At 09/02/2016 02:57 PM, Dou Liyang wrote:
> Ping...
>
> At 08/25/2016 04:35 PM, Dou Liyang wrote:
>> [Summary]
>>
>> Use ACPI tables: MADT, DSDT.
>> 1. Create cpuid in order based on Local Apic ID in MADT(apicid).
>> 2. Obtain the nodeid by the proc_id in DSDT.

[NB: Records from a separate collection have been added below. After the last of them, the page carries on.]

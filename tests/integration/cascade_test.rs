//! Provider cascade: ordering, fast-fail, breaker windows, aggregate errors.

use std::sync::{Arc, Mutex};

use suite_gateway::CascadeError;
use suite_gateway_llm::{CanonicalMessage, CompletionOptions, FailureKind};

use crate::support::*;

fn messages() -> Vec<CanonicalMessage> {
    vec![CanonicalMessage::user("hello")]
}

#[tokio::test]
async fn test_attempts_follow_priority_order() {
    let order = Arc::new(Mutex::new(Vec::new()));
    let providers = vec![
        Arc::new(ScriptedProvider::new("third", 3).with_order_log(order.clone()).always(Err(server_error()))),
        Arc::new(ScriptedProvider::new("first", 1).with_order_log(order.clone()).always(Err(server_error()))),
        Arc::new(ScriptedProvider::new("second", 2).with_order_log(order.clone()).always(Err(server_error()))),
    ];
    let h = harness(providers);

    let err = h
        .state
        .pipeline
        .orchestrator()
        .execute(&ctx(), &messages(), &CompletionOptions::default())
        .await
        .unwrap_err();

    assert_eq!(logged(&order), vec!["first", "second", "third"]);
    let failed: Vec<&str> = err.failures().iter().map(|f| f.provider.as_str()).collect();
    assert_eq!(failed, vec!["first", "second", "third"]);
    assert!(err.failures().iter().all(|f| f.kind == FailureKind::ServiceUnavailable));
}

#[tokio::test]
async fn test_prefer_provider_moves_to_front() {
    let order = Arc::new(Mutex::new(Vec::new()));
    let first = Arc::new(ScriptedProvider::new("first", 1).with_order_log(order.clone()).always(Err(server_error())));
    let second = ScriptedProvider::new("second", 2).with_order_log(order.clone());
    let reply = second.text("from second");
    let second = Arc::new(second.always(Ok(reply)));
    let h = harness(vec![first.clone(), second]);

    let (result, _log) = h
        .state
        .pipeline
        .orchestrator()
        .execute(&ctx(), &messages(), &CompletionOptions::default().prefer("second"))
        .await
        .unwrap();

    assert_eq!(result.provider, "second");
    assert_eq!(result.metadata.fallback_attempt, 1);
    assert_eq!(first.call_count(), 0);
    assert_eq!(logged(&order), vec!["second"]);
}

#[tokio::test]
async fn test_quota_and_rate_limit_are_attempted_exactly_once() {
    let exhausted = Arc::new(ScriptedProvider::new("exhausted", 1).always(Err(quota())));
    let limited = Arc::new(ScriptedProvider::new("limited", 2).always(Err(rate_limited())));
    let healthy = ScriptedProvider::new("healthy", 3);
    let reply = healthy.text("ok");
    let healthy = Arc::new(healthy.always(Ok(reply)));
    let h = harness(vec![exhausted.clone(), limited.clone(), healthy.clone()]);
    let orchestrator = h.state.pipeline.orchestrator();

    let (result, log) = orchestrator
        .execute(&ctx(), &messages(), &CompletionOptions::default())
        .await
        .unwrap();
    assert_eq!(result.provider, "healthy");
    assert_eq!(result.metadata.fallback_attempt, 3);
    assert_eq!(exhausted.call_count(), 1);
    assert_eq!(limited.call_count(), 1);
    assert_eq!(log.failed_attempts_count(), 2);

    // The exhausted provider stays out of later cascades until its cooldown ends.
    orchestrator
        .execute(&ctx(), &messages(), &CompletionOptions::default())
        .await
        .unwrap();
    assert_eq!(exhausted.call_count(), 1);
    assert_eq!(limited.call_count(), 2);
}

#[tokio::test]
async fn test_breaker_opens_and_resets_after_window() {
    let flaky = ScriptedProvider::new("flaky", 1);
    let recovered = flaky.text("recovered");
    let flaky = Arc::new(
        flaky
            .then(Err(server_error()))
            .then(Err(server_error()))
            .then(Err(server_error()))
            .then(Err(server_error()))
            .then(Err(server_error()))
            .always(Ok(recovered)),
    );
    let backup = ScriptedProvider::new("backup", 2);
    let reply = backup.text("backup answer");
    let backup = Arc::new(backup.always(Ok(reply)));
    let h = harness(vec![flaky.clone(), backup]);
    let orchestrator = h.state.pipeline.orchestrator();

    for _ in 0..5 {
        let (result, _) = orchestrator
            .execute(&ctx(), &messages(), &CompletionOptions::default())
            .await
            .unwrap();
        assert_eq!(result.provider, "backup");
    }
    assert_eq!(orchestrator.breaker().state("flaky").failure_count, 5);
    assert!(!orchestrator.breaker().is_available("flaky"));

    // Open: skipped without a call.
    orchestrator
        .execute(&ctx(), &messages(), &CompletionOptions::default())
        .await
        .unwrap();
    assert_eq!(flaky.call_count(), 5);

    h.clock.advance(chrono::Duration::seconds(301));
    let (result, _) = orchestrator
        .execute(&ctx(), &messages(), &CompletionOptions::default())
        .await
        .unwrap();
    assert_eq!(result.provider, "flaky");
    assert_eq!(flaky.call_count(), 6);
    assert_eq!(orchestrator.breaker().state("flaky").failure_count, 0);
}

#[tokio::test]
async fn test_all_exhausted_reports_every_provider() {
    let h = harness(vec![
        Arc::new(ScriptedProvider::new("a", 1).always(Err(quota()))),
        Arc::new(ScriptedProvider::new("b", 2).always(Err(quota()))),
    ]);

    let err = h
        .state
        .pipeline
        .orchestrator()
        .execute(&ctx(), &messages(), &CompletionOptions::default())
        .await
        .unwrap_err();

    assert!(matches!(err, CascadeError::AllProvidersExhausted { .. }));
    assert_eq!(err.failures().len(), 2);
    assert_eq!(err.dominant_kind(), Some(FailureKind::TokenExhausted));
    let message = err.to_string();
    assert!(message.contains("a [token_exhausted]"));
    assert!(message.contains("b [token_exhausted]"));
}

#[tokio::test]
async fn test_provider_timeout_falls_through() {
    let slow = Arc::new(
        ScriptedProvider::new("slow", 1)
            .with_timeout_ms(50)
            .with_delay(std::time::Duration::from_millis(500))
            .always(Err(server_error())),
    );
    let fast = ScriptedProvider::new("fast", 2);
    let reply = fast.text("quick");
    let fast = Arc::new(fast.always(Ok(reply)));
    let h = harness(vec![slow, fast]);

    let (result, log) = h
        .state
        .pipeline
        .orchestrator()
        .execute(&ctx(), &messages(), &CompletionOptions::default())
        .await
        .unwrap();
    assert_eq!(result.provider, "fast");
    assert_eq!(log.attempts[0].failure_kind, Some(FailureKind::Timeout));
}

>> 3. Make the cpuid <-> nodeid mapping persistent.
>>
>> The mapping relations:
>>
>> proc_id in DSDT <--> Processor ID in MADT(acpiid) <--> Local Apic ID
>> in MADT(apicid)
>>         ^                                                        ^
>>         |                                                        |
>>         v                                                        v 
>>    pxm in DSDT                                                 cpuid
>>         ^
>>         |
>>         v
>>      nodeid
>>
>> [Problem]
>>
>> cpuid <-> nodeid mapping is firstly established at boot time. And
>> workqueue caches
>> the mapping in wq_numa_possible_cpumask in wq_numa_init() at boot time.
>>
>> When doing node online/offline, cpuid <-> nodeid mapping is
>> established/destroyed,
>> which means, cpuid <-> nodeid mapping will change if node hotplug
>> happens. But
>> workqueue does not update wq_numa_possible_cpumask.
>>
>> So here is the problem:
>>
>> Assume we have the following cpuid <-> nodeid in the beginning:
>>
>>   Node | CPU
>> ------------------------
>> node 0 |  0-14, 60-74
>> node 1 | 15-29, 75-89
>> node 2 | 30-44, 90-104
>> node 3 | 45-59, 105-119
>>
>> and we hot-remove node2 and node3, it becomes:
>>
>>   Node | CPU
>> ------------------------
>> node 0 |  0-14, 60-74
>> node 1 | 15-29, 75-89
>>
>> and we hot-add node4 and node5, it becomes:
>>
>>   Node | CPU
>> ------------------------
>> node 0 |  0-14, 60-74
>> node 1 | 15-29, 75-89
>> node 4 | 30-59
>> node 5 | 90-119
>>
>> But in wq_numa_possible_cpumask, cpu30 is still mapped to node2, and
>> the like.
>>
>> When a pool workqueue is initialized, if its cpumask belongs to a
>> node, its
>> pool->node will be mapped to that node. And memory used by this
>> workqueue will
>> also be allocated on that node.
>>
>> static struct worker_pool *get_unbound_pool(const struct
>> workqueue_attrs *attrs){
>> ...
>>         /* if cpumask is contained inside a NUMA node, we belong to
>> that node */
>>         if (wq_numa_enabled) {
>>                 for_each_node(node) {
>>                         if (cpumask_subset(pool->attrs->cpumask,
>>
>> wq_numa_possible_cpumask[node])) {
>>                                 pool->node = node;
>>                                 break;
>>                         }
>>                 }
>>         }
>>
>> Since wq_numa_possible_cpumask is not updated, it could be mapped to
>> an offline node,
>> which will lead to memory allocation failure:
>>
>>  SLUB: Unable to allocate memory on node 2 (gfp=0x80d0)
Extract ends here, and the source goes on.